WHAT YOU ARE ASKED TO DO
Provide only the number of lines below in which the string "StationClient" occurs.
══════════════════════════════
//! Abstraction over where station rows come from.

use futures::future::BoxFuture;

use crate::domain::Station;

use super::client::StationClient;
use super::convert::convert_stations;
use super::error::FetchError;
use super::types::RawStation;

/// Something that yields raw station rows.
///
/// Implemented by the live [`StationClient`] and by
/// [`SnapshotSource`](super::SnapshotSource) for offline use. Front ends hold
/// a `dyn StationSource` and never care which one they got.
pub trait StationSource: Send + Sync {
    /// Fetch up to `limit` rows.
    fn fetch_stations(&self, limit: usize) -> BoxFuture<'_, Result<Vec<RawStation>, FetchError>>;
}

impl StationSource for StationClient {
    fn fetch_stations(&self, limit: usize) -> BoxFuture<'_, Result<Vec<RawStation>, FetchError>> {
        Box::pin(StationClient::fetch_stations(self, limit))
    }
}

/// Fetch rows and turn them into stations with synthesized bikes.
///
/// This is the one pipeline shared by the CLI and the web layer. Nothing is
/// kept between calls.
pub async fn load_stations(
    source: &dyn StationSource,
    limit: usize,
) -> Result<Vec<Station>, FetchError> {
    let rows = source.fetch_stations(limit).await?;
    Ok(convert_stations(rows))
}
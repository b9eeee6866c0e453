//! Domain types for the station viewer.
//!
//! Stations as presented to every front end, the synthetic bikes attached to
//! them, and the name search over station lists. Nothing here performs I/O.

mod bike;
mod search;
mod station;

pub use bike::{Bike, BikeKind, BikeStatus, MAX_BIKES_PER_KIND, synthesize_bikes};
pub use search::{find_by_code, search};
pub use station::{GeoPoint, NetworkTotals, Station};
══════════════════════════════
RESULT OF THIS EXERCISE
4